LE "RADIOSE GIORNATE" DELLA PRIMAVERA DEL '45                    


LUCIANA E GLI ALTRI SUL CAMION DELL’ULTIMO VIAGGIO
Francesco Specchia 
 
 
    Quella notte del 25 maggio del '45 Luciana Minardi non riusciva a dormire. Mica facile per una ragazzina di 16 anni mandare in malora il mondo per inseguire i propri ideali. Mica facile, a quell'età, arruolarsi fra i fascisti del battaglione Colleoni della Xa Mas. Mica facile trascinarsi un bagaglio di sogni spezzati da Imola alla Bassa veronese, tra i tuoni dei mortai e il fruscio delle divise sfilacciate, in attesa di vedere la prima linea. Eppure Luciana era lì, in una camerata buia di Cologna Veneta, raggomitolata su un materasso da trincea; a parlottare coi commilitoni di un gagliardetto strappato al nemico e della voglia di riabbracciare i suoi. D'un tratto irruppero una ventina di partigiani. Luciana, e altre persone incolpate solo di essere parenti di fascisti già prigionieri vennero caricati su un autocarro per essere «trattenute, trasportate a Imola e colà giudicate». Il camion, però, si fermò molto prima. A circa un chilometro, per l'esattezza, sull'argine del torrente Guà. Sulle acque del quale Luciana finì col galleggiare a pancia in giù, col saluto d'una mitragliata nella schiena. Al suo, s'aggiunsero altri cinque cadaveri, tra cui quelli di Iride Baldini col figlio appena diciassettenne Alessandro e di Speranza Ravaioli, anch'essa giovane madre di due esserini orfani anzitempo.

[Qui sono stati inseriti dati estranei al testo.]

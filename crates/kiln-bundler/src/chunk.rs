//! Chunk assignment.
//!
//! Every module that executes in the browser lands in exactly one chunk:
//!
//! - package modules, externals and stubs reachable from an entry group go to
//!   `vendors`, which also hosts the module runtime
//! - a local module reachable from one entry group goes to that group's chunk
//! - a local module reachable from several groups goes to a common chunk named
//!   after them (`admin~app`)
//! - a module reachable only through `import()` goes to an async chunk keyed
//!   by the set of async roots that reach it
//!
//! Style modules follow the same rules; each chunk's CSS is the concatenation
//! of its style modules in dependency-first order.

use std::collections::{BTreeMap, BTreeSet};

use rustc_hash::FxHashSet;

use crate::graph::{EdgeKind, ModuleGraph, ModuleId, ModuleKind};

pub const VENDORS: &str = "vendors";

#[derive(Debug, Clone, Copy, PartialEq, Eq, Hash, PartialOrd, Ord)]
pub enum ChunkKind {
    Vendors,
    Common,
    Entry,
    Async,
}

#[derive(Debug, Clone, PartialEq, Eq)]
pub struct Chunk {
    pub name: String,
    pub kind: ChunkKind,
    /// Executable modules, sorted by id
    pub modules: Vec<ModuleId>,
    /// Style modules, dependencies before dependents
    pub styles: Vec<ModuleId>,
    /// Modules run as soon as the chunk is loaded
    pub entry: Vec<ModuleId>,
}

impl Chunk {
    fn new(name: impl Into<String>, kind: ChunkKind) -> Self {
        Self {
            name: name.into(),
            kind,
            modules: Vec::new(),
            styles: Vec::new(),
            entry: Vec::new(),
        }
    }

    pub fn is_empty(&self) -> bool {
        self.modules.is_empty() && self.styles.is_empty() && self.entry.is_empty()
    }

    /// Loaded on demand rather than from the HTML document.
    pub fn is_async(&self) -> bool {
        self.kind == ChunkKind::Async
    }
}

/// Chunks of one build and the lookups the renderer needs.
#[derive(Debug, Clone, Default)]
pub struct ChunkPlan {
    /// Vendors, common chunks, entry chunks in declared order, then async chunks
    chunks: Vec<Chunk>,
    assignment: BTreeMap<ModuleId, usize>,
    async_loads: BTreeMap<ModuleId, Vec<usize>>,
}

impl ChunkPlan {
    pub fn build(graph: &ModuleGraph) -> Self {
        let groups = graph.entries();
        let executable = executable_modules(graph);
        let order = post_order(graph);

        // group indices statically reaching each module
        let mut reached_by: BTreeMap<ModuleId, BTreeSet<usize>> = BTreeMap::new();
        for (index, group) in groups.iter().enumerate() {
            for id in static_closure(graph, &group.modules) {
                reached_by.entry(id).or_default().insert(index);
            }
        }

        // async roots reaching each module that no entry group loads
        let roots = graph.async_roots();
        let mut async_keys: BTreeMap<ModuleId, BTreeSet<ModuleId>> = BTreeMap::new();
        for root in &roots {
            for id in static_closure(graph, std::slice::from_ref(root)) {
                if !reached_by.contains_key(&id) {
                    async_keys.entry(id).or_default().insert(root.clone());
                }
            }
        }

        let mut vendors = Chunk::new(VENDORS, ChunkKind::Vendors);
        let mut common: BTreeMap<Vec<usize>, Chunk> = BTreeMap::new();
        let mut entries: Vec<Chunk> = groups
            .iter()
            .map(|group| {
                let mut chunk = Chunk::new(group.name.clone(), ChunkKind::Entry);
                chunk.entry = group
                    .modules
                    .iter()
                    .filter(|id| executable.contains(*id))
                    .cloned()
                    .collect();
                chunk
            })
            .collect();
        let mut asyncs: BTreeMap<Vec<ModuleId>, Chunk> = BTreeMap::new();

        for id in &order {
            let Some(module) = graph.get(id) else { continue };
            let is_style = module.is_style();
            if !is_style && !executable.contains(id) {
                continue;
            }

            if let Some(reached) = reached_by.get(id) {
                if module.is_vendor() {
                    place(id, &mut vendors, is_style);
                } else if reached.len() == 1 {
                    let index = reached.iter().next().copied().unwrap_or_default();
                    place(id, &mut entries[index], is_style);
                } else {
                    let key: Vec<usize> = reached.iter().copied().collect();
                    let chunk = common.entry(key.clone()).or_insert_with(|| {
                        let name = key
                            .iter()
                            .map(|&i| groups[i].name.as_str())
                            .collect::<Vec<_>>()
                            .join("~");
                        Chunk::new(name, ChunkKind::Common)
                    });
                    place(id, chunk, is_style);
                }
            } else if let Some(key) = async_keys.get(id) {
                let key: Vec<ModuleId> = key.iter().cloned().collect();
                let chunk = asyncs.entry(key.clone()).or_insert_with(|| {
                    let name = key.iter().map(async_name).collect::<Vec<_>>().join("~");
                    Chunk::new(name, ChunkKind::Async)
                });
                place(id, chunk, is_style);
            }
        }

        let mut chunks = vec![vendors];
        chunks.extend(common.into_values().filter(|c| !c.is_empty()));
        chunks.extend(entries);
        let mut async_chunks: Vec<Chunk> = asyncs.into_values().collect();
        async_chunks.sort_by(|a, b| a.name.cmp(&b.name));
        chunks.extend(async_chunks);
        make_names_unique(&mut chunks);

        for chunk in &mut chunks {
            chunk.modules.sort();
        }

        let mut assignment = BTreeMap::new();
        for (index, chunk) in chunks.iter().enumerate() {
            for id in chunk.modules.iter().chain(&chunk.styles) {
                assignment.insert(id.clone(), index);
            }
        }

        let async_loads = roots
            .into_iter()
            .map(|root| {
                let needed = chunks
                    .iter()
                    .enumerate()
                    .filter(|(_, chunk)| chunk.is_async())
                    .filter(|(_, chunk)| {
                        chunk
                            .modules
                            .iter()
                            .chain(&chunk.styles)
                            .any(|id| async_keys.get(id).is_some_and(|key| key.contains(&root)))
                    })
                    .map(|(index, _)| index)
                    .collect();
                (root, needed)
            })
            .collect();

        Self {
            chunks,
            assignment,
            async_loads,
        }
    }

    pub fn chunks(&self) -> &[Chunk] {
        &self.chunks
    }

    pub fn chunk_of(&self, id: &ModuleId) -> Option<&Chunk> {
        self.assignment.get(id).map(|&index| &self.chunks[index])
    }

    /// Async chunks to load before `root` can run, in chunk order.
    pub fn async_chunks_for(&self, root: &ModuleId) -> Vec<&Chunk> {
        self.async_loads
            .get(root)
            .map(|indices| indices.iter().map(|&i| &self.chunks[i]).collect())
            .unwrap_or_default()
    }

    /// Chunks referenced from the HTML document, in injection order.
    pub fn initial_chunks(&self) -> impl Iterator<Item = &Chunk> {
        self.chunks.iter().filter(|c| !c.is_async())
    }

    pub fn async_chunks(&self) -> impl Iterator<Item = &Chunk> {
        self.chunks.iter().filter(|c| c.is_async())
    }
}

fn place(id: &ModuleId, chunk: &mut Chunk, is_style: bool) {
    if is_style {
        chunk.styles.push(id.clone());
    } else {
        chunk.modules.push(id.clone());
    }
}

/// Chunk name for an async root: its id without the final extension, `/`
/// and `.` replaced.
fn async_name(root: &ModuleId) -> String {
    let id = root.as_str();
    let file_start = id.rfind('/').map(|i| i + 1).unwrap_or(0);
    let stem_end = id[file_start..]
        .rfind('.')
        .filter(|&i| i > 0)
        .map(|i| file_start + i)
        .unwrap_or(id.len());
    id[..stem_end]
        .chars()
        .map(|c| if c.is_ascii_alphanumeric() || c == '_' || c == '-' { c } else { '-' })
        .collect()
}

/// Chunk files, the manifest and the runtime's file maps are all keyed by
/// chunk name. Later chunks that repeat a name get a numeric suffix.
fn make_names_unique(chunks: &mut [Chunk]) {
    let mut taken: FxHashSet<String> = FxHashSet::default();
    for chunk in chunks.iter_mut() {
        if !taken.contains(&chunk.name) {
            taken.insert(chunk.name.clone());
            continue;
        }
        let mut suffix = 2;
        let name = loop {
            let candidate = format!("{}-{suffix}", chunk.name);
            if !taken.contains(&candidate) {
                break candidate;
            }
            suffix += 1;
        };
        tracing::debug!(from = %chunk.name, to = %name, "renamed colliding chunk");
        taken.insert(name.clone());
        chunk.name = name;
    }
}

    La mattina di due giorni dopo la stessa banda raggiungeva una caserma degli Alleati a Verona e riusciva a farsi consegnare coll'inganno sedici detenuti politici, tutti provenienti da Cologna e tutti parenti delle vittime dell'eccidio precedente. I partigiani, chiacchierando con Augusto Baldini, ebbero perfino la spudoratezza di rincuorarlo sulla buona salute della moglie e del figlio che avevano massacrati qualche ora prima. Dei reclusi, trasportati a Imola sul solito «camion della morte», si salvarono in quattro (tra cui, per beffa del destino, proprio il padre di Luciana Minardi che ancora ignorava il martirio della figlia); gli altri subirono il linciaggio. Non senza prima aver obbligato un figlio (Pietro Trerè di anni 15) a frustare il padre e non senza torture e sevizie che il cronista preferisce risparmiare.

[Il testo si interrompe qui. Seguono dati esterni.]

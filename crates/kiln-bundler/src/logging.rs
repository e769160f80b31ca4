//! Logging setup for embedders of kiln-bundler.
//!
//! Only compiled with the `logging` feature. Without it the crate just emits
//! `tracing` events and the host application installs its own subscriber.

use std::sync::Once;
use tracing_subscriber::{EnvFilter, fmt, layer::SubscriberExt, util::SubscriberInitExt};

static INIT: Once = Once::new();

/// Verbosity of build output.
#[derive(Debug, Clone, Copy, Default, PartialEq, Eq)]
pub enum LogLevel {
    Silent,
    Error,
    Warn,
    /// Stage boundaries and the artifact summary
    #[default]
    Info,
    /// Per-module and per-artifact events
    Debug,
}

impl LogLevel {
    fn directives(&self) -> &'static str {
        match self {
            LogLevel::Silent => "off",
            LogLevel::Error => "kiln_bundler=error,kiln_config=error",
            LogLevel::Warn => "kiln_bundler=warn,kiln_config=warn",
            LogLevel::Info => "kiln_bundler=info,kiln_config=info",
            LogLevel::Debug => "kiln_bundler=debug,kiln_config=debug",
        }
    }
}

impl std::str::FromStr for LogLevel {
    type Err = String;
    fn from_str(s: &str) -> Result<Self, Self::Err> {
        match s.to_lowercase().as_str() {
            "silent" | "off" => Ok(LogLevel::Silent),
            "error" => Ok(LogLevel::Error),
            "warn" | "warning" => Ok(LogLevel::Warn),
            "info" => Ok(LogLevel::Info),
            "debug" => Ok(LogLevel::Debug),
            other => Err(format!("Invalid log level: {}", other)),
        }
    }
}

impl std::fmt::Display for LogLevel {
    fn fmt(&self, f: &mut std::fmt::Formatter<'_>) -> std::fmt::Result {
        let name = match self {
            LogLevel::Silent => "off",
            LogLevel::Error => "error",
            LogLevel::Warn => "warn",
            LogLevel::Info => "info",
            LogLevel::Debug => "debug",
        };
        f.write_str(name)
    }
}

/// Install a global subscriber at `level`. `RUST_LOG` takes precedence when set.
///
/// Only the first call in a process has an effect.
///
/// ```rust,no_run
/// use kiln_bundler::logging::{init_logging, LogLevel};
///
/// init_logging(LogLevel::Info);
/// ```
pub fn init_logging(level: LogLevel) {
    INIT.call_once(|| {
        let filter =
            EnvFilter::try_from_default_env().unwrap_or_else(|_| EnvFilter::new(level.directives()));

        tracing_subscriber::registry()
            .with(filter)
            .with(fmt::layer().compact().with_target(false).without_time())
            .init();
    });
}

#[cfg(test)]
mod tests {
    use super::*;

    #[test]
    fn test_log_level_from_str() {
        assert_eq!("info".parse::<LogLevel>().unwrap(), LogLevel::Info);
        assert_eq!("warning".parse::<LogLevel>().unwrap(), LogLevel::Warn);
        assert_eq!("off".parse::<LogLevel>().unwrap(), LogLevel::Silent);
        assert_eq!("DEBUG".parse::<LogLevel>().unwrap(), LogLevel::Debug);
        assert!("loud".parse::<LogLevel>().is_err());
    }

    #[test]
    fn test_log_level_display_round_trips() {
        for level in [LogLevel::Silent, LogLevel::Error, LogLevel::Warn, LogLevel::Info, LogLevel::Debug] {
            assert_eq!(level.to_string().parse::<LogLevel>().unwrap(), level);
        }
    }

    #[test]
    fn directives_are_valid_filters() {
        for level in [LogLevel::Error, LogLevel::Info, LogLevel::Debug] {
            let _ = EnvFilter::new(level.directives());
        }
    }
}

    Insomma un eccidio, quello di Cologna, che allarga il famigerato triangolo della morte emiliano al Veneto, ma che le cronache hanno sempre preferito tacere. Lo abbiamo scoperto scartabellando nell'emeroteca della Biblioteca Civica veronese, da un articoletto anonimo pubblicato il 3 giugno '45 da La Voce dell'Adige, quotidiano locale indipendente a tal punto da riuscire a svicolare - talora - tra i controlli preventivi che l'autorità alleata e il C.L.N. imponevano agli altri due giornali cittadini, Verona Libera, organo politico vero e proprio e il Corriere del Mattino.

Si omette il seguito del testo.